Aisam-Ul-Haq Qureshi, who partnered Rohan Bopanna to the 2010 US Open final (l. to Bryans), adds, “There are a lot of teams that have good serves and volleys, but team Bryan do all the little things right. They don’t cut corners or take anything for granted.”
In recent years, singles players, traditionally strong from the baseline, such as Jurgen Melzer and Philipp Petzschner, have begun teaming up and have further strengthened the pool of doubles talent. It is yet another reason that motivates the twins to improve their own games.
“There are now 10-15 solid teams capable of winning and, of course, more singles players are forming strong pairings,” says right-hander Mike. “Each have big serves and solid games.”
“But we always step onto courts feeling we can win every match,” says left-hander Bob. “When we lose a match, we head home and train together, clear the air to learn lessons and improve. We do take losses hard, such as the US Open in August. We struggle to sleep, but we don’t experience as many these days because we know how to play the big matches.
“We’re not looking over our shoulders after bad matches. When we weren’t winning Grand Slams and ATP World Tour titles initially we didn’t have the winning formula, but now we know what it takes.”
Says Mike Bryan, “Losses, like the US Open [to Ivo Karlovic and Frank Moser] in August, give us wake up calls. They remind us we can’t be lazy and make us train harder, get stronger in the gym.”
This winners’ mentality made Bjorkman, who retired in 2008 with a 12-14 record against the Bryans, feel he always had to be sharp the minute he stepped onto court with them.
“Whenever I played against them you had to be ready right from the start, because they were always prepared and ready to take advantage of a team’s slow start,” says Bjorkman. “There was no way of working your way in against Bob and Mike. If ever they got off to a good start, they rarely lost. I think their greatest attribute is their intensity on court.
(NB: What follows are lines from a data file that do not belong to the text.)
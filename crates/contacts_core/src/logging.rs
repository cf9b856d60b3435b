//! Rolling file logs for the contacts core.
//!
//! # Responsibility
//! - Start one `flexi_logger` backend per process.
//! - Capture panics as metadata-only log events.
//!
//! # Invariants
//! - Initialization is idempotent for an identical level and directory.
//! - A second call with a different level or directory is rejected.
//! - Contact field values never reach the log; events carry counts, indexes
//!   and error codes only.

use flexi_logger::{Cleanup, Criterion, FileSpec, Logger, LoggerHandle, Naming, WriteMode};
use log::{error, info};
use once_cell::sync::OnceCell;
use std::error::Error;
use std::fmt::{Display, Formatter};
use std::path::{Path, PathBuf};

const LOG_FILE_BASENAME: &str = "contacts";
const MAX_LOG_FILE_SIZE_BYTES: u64 = 2 * 1024 * 1024;
const MAX_LOG_FILES: usize = 3;
const MAX_PANIC_PAYLOAD_CHARS: usize = 160;

static LOGGING_STATE: OnceCell<LoggingState> = OnceCell::new();
static PANIC_HOOK_INSTALLED: OnceCell<()> = OnceCell::new();

struct LoggingState {
    level: &'static str,
    log_dir: PathBuf,
    _logger: LoggerHandle,
}

#[derive(Debug)]
pub enum LoggingError {
    UnsupportedLevel(String),
    InvalidDirectory(String),
    CreateDirectory {
        path: PathBuf,
        source: std::io::Error,
    },
    Backend(flexi_logger::FlexiLoggerError),
    Conflict {
        active: String,
        requested: String,
    },
}

impl Display for LoggingError {
    fn fmt(&self, f: &mut Formatter<'_>) -> std::fmt::Result {
        match self {
            Self::UnsupportedLevel(level) => write!(
                f,
                "unsupported log level `{level}`; expected trace|debug|info|warn|error"
            ),
            Self::InvalidDirectory(message) => write!(f, "{message}"),
            Self::CreateDirectory { path, source } => write!(
                f,
                "failed to create log directory `{}`: {source}",
                path.display()
            ),
            Self::Backend(err) => write!(f, "failed to start logger: {err}"),
            Self::Conflict { active, requested } => write!(
                f,
                "logging already initialized with `{active}`; refusing to switch to `{requested}`"
            ),
        }
    }
}

impl Error for LoggingError {
    fn source(&self) -> Option<&(dyn Error + 'static)> {
        match self {
            Self::CreateDirectory { source, .. } => Some(source),
            Self::Backend(err) => Some(err),
            _ => None,
        }
    }
}

/// Initializes rolling file logging under `log_dir` at `level`.
///
/// # Errors
/// - `UnsupportedLevel` for anything outside `trace|debug|info|warn|error`.
/// - `InvalidDirectory` when `log_dir` is empty or relative.
/// - `Conflict` when logging is already active with other settings.
pub fn init_logging(level: &str, log_dir: &str) -> Result<(), LoggingError> {
    let level = normalize_level(level)?;
    let log_dir = normalize_log_dir(log_dir)?;

    let state = LOGGING_STATE.get_or_try_init(|| start_backend(level, &log_dir))?;
    ensure_same_config(state, level, &log_dir)
}

/// `debug` for debug builds, `info` for release builds.
pub fn default_log_level() -> &'static str {
    if cfg!(debug_assertions) {
        "debug"
    } else {
        "info"
    }
}

fn start_backend(level: &'static str, log_dir: &Path) -> Result<LoggingState, LoggingError> {
    std::fs::create_dir_all(log_dir).map_err(|source| LoggingError::CreateDirectory {
        path: log_dir.to_path_buf(),
        source,
    })?;

    let logger = Logger::try_with_str(level)
        .map_err(LoggingError::Backend)?
        .log_to_file(
            FileSpec::default()
                .directory(log_dir)
                .basename(LOG_FILE_BASENAME),
        )
        .rotate(
            Criterion::Size(MAX_LOG_FILE_SIZE_BYTES),
            Naming::Numbers,
            Cleanup::KeepLogFiles(MAX_LOG_FILES),
        )
        // Shell processes exit right after one command.
        .write_mode(WriteMode::Direct)
        .append()
        .format_for_files(flexi_logger::detailed_format)
        .start()
        .map_err(LoggingError::Backend)?;

    install_panic_hook_once();

    info!(
        "event=app_start module=core status=ok platform={} version={} level={}",
        std::env::consts::OS,
        env!("CARGO_PKG_VERSION"),
        level
    );

    Ok(LoggingState {
        level,
        log_dir: log_dir.to_path_buf(),
        _logger: logger,
    })
}

fn ensure_same_config(
    state: &LoggingState,
    level: &'static str,
    log_dir: &Path,
) -> Result<(), LoggingError> {
    if state.log_dir != log_dir {
        return Err(LoggingError::Conflict {
            active: state.log_dir.display().to_string(),
            requested: log_dir.display().to_string(),
        });
    }
    if state.level != level {
        return Err(LoggingError::Conflict {
            active: state.level.to_string(),
            requested: level.to_string(),
        });
    }
    Ok(())
}

fn normalize_level(level: &str) -> Result<&'static str, LoggingError> {
    match level.trim().to_ascii_lowercase().as_str() {
        "trace" => Ok("trace"),
        "debug" => Ok("debug"),
        "info" => Ok("info"),
        "warn" | "warning" => Ok("warn"),
        "error" => Ok("error"),
        other => Err(LoggingError::UnsupportedLevel(other.to_string())),
    }
}

fn normalize_log_dir(log_dir: &str) -> Result<PathBuf, LoggingError> {
    let trimmed = log_dir.trim();
    if trimmed.is_empty() {
        return Err(LoggingError::InvalidDirectory(
            "log_dir cannot be empty".to_string(),
        ));
    }
    let path = Path::new(trimmed);
    if !path.is_absolute() {
        return Err(LoggingError::InvalidDirectory(format!(
            "log_dir must be an absolute path, got `{trimmed}`"
        )));
    }
    Ok(path.to_path_buf())
}

fn install_panic_hook_once() {
    if PANIC_HOOK_INSTALLED.set(()).is_err() {
        return;
    }

    let previous_hook = std::panic::take_hook();
    std::panic::set_hook(Box::new(move |panic_info| {
        let location = panic_info
            .location()
            .map(|loc| format!("{}:{}", loc.file(), loc.line()))
            .unwrap_or_else(|| "unknown".to_string());
        let payload = panic_payload_summary(panic_info.payload());
        error!(
            "event=panic_captured module=core status=error location={} payload={}",
            location, payload
        );
        previous_hook(panic_info);
    }));
}

fn panic_payload_summary(payload: &(dyn std::any::Any + Send)) -> String {
    let message = if let Some(message) = payload.downcast_ref::<&str>() {
        (*message).to_string()
    } else if let Some(message) = payload.downcast_ref::<String>() {
        message.clone()
    } else {
        "non-string panic payload".to_string()
    };
    sanitize_message(&message, MAX_PANIC_PAYLOAD_CHARS)
}

fn sanitize_message(value: &str, max_chars: usize) -> String {
    let normalized = value.replace(['\n', '\r'], " ");
    let mut truncated = normalized.chars().take(max_chars).collect::<String>();
    if normalized.chars().count() > max_chars {
        truncated.push_str("...");
    }
    truncated
}

#[cfg(test)]
mod tests {
    use super::{
        init_logging, normalize_level, normalize_log_dir, sanitize_message,
        LoggingError,
    };

    #[test]
    fn normalize_level_accepts_known_values() {
        assert_eq!(normalize_level("INFO").unwrap(), "info");
        assert_eq!(normalize_level(" warning ").unwrap(), "warn");
        assert!(matches!(
            normalize_level("verbose"),
            Err(LoggingError::UnsupportedLevel(_))
        ));
    }

    #[test]
    fn normalize_log_dir_rejects_empty_and_relative_paths() {
        assert!(normalize_log_dir("  ").is_err());
        let err = normalize_log_dir("logs/dev").unwrap_err();
        assert!(err.to_string().contains("absolute"));
    }

    #[test]
    fn sanitize_message_removes_newlines_and_truncates() {
        let sanitized = sanitize_message("line1\nline2\rline3", 8);
        assert!(!sanitized.contains('\n'));
        assert!(!sanitized.contains('\r'));
        assert!(sanitized.ends_with("..."));
    }

    #[test]
    fn init_logging_is_idempotent_and_rejects_conflicts() {
        let first = tempfile::tempdir().unwrap();
        let second = tempfile::tempdir().unwrap();
        let first_dir = first.path().to_str().unwrap().to_string();
        let second_dir = second.path().to_str().unwrap().to_string();

        init_logging("info", &first_dir).unwrap();
        init_logging("INFO", &first_dir).unwrap();

        let level_err = init_logging("debug", &first_dir).unwrap_err();
        assert!(matches!(level_err, LoggingError::Conflict { .. }));
        let dir_err = init_logging("info", &second_dir).unwrap_err();
        assert!(dir_err.to_string().contains("refusing to switch"));

        let log_files: Vec<_> = std::fs::read_dir(first.path())
            .unwrap()
            .filter_map(Result::ok)
            .filter(|entry| entry.file_name().to_string_lossy().starts_with("contacts"))
            .collect();
        assert!(!log_files.is_empty());
    }
}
“Sometimes they don’t even talk between points, like other pairs do, to discuss where to serve or what one of them will do at the net. They have great understanding and movement.”
BryansQureshi agrees. “One thing you notice when you play the Bryans is that if they get their serves broken, immediately - the next return game - they are going to have you handle a lot of balls. Bob might throw up a lob and Mike will belt a backhand, but you can be sure that the ball is going to be in play.
“Also, their body language is superb. Watching them, you cannot tell if they are losing because when they are behind in the set or match, that is when they pump up the energy even more.”
Koenig believes, “They have made the modern game predominantly power orientated, but they themselves, still have plenty of finesse to outsmart opponents. They have also brought in even more ‘movement’ into doubles in so much as intercepting effectively, at every given opportunity, has become their hallmark. They do it better than any other team has ever done!”
A doubles team since birth, the Bryans ply their trade in a world where each player needs to know their roles, work together and communicate. This week, at The O2 in London, they will be bidding to lift their fourth season-ending title at the Barclays ATP World Tour Finals. You’d think they will take some stopping.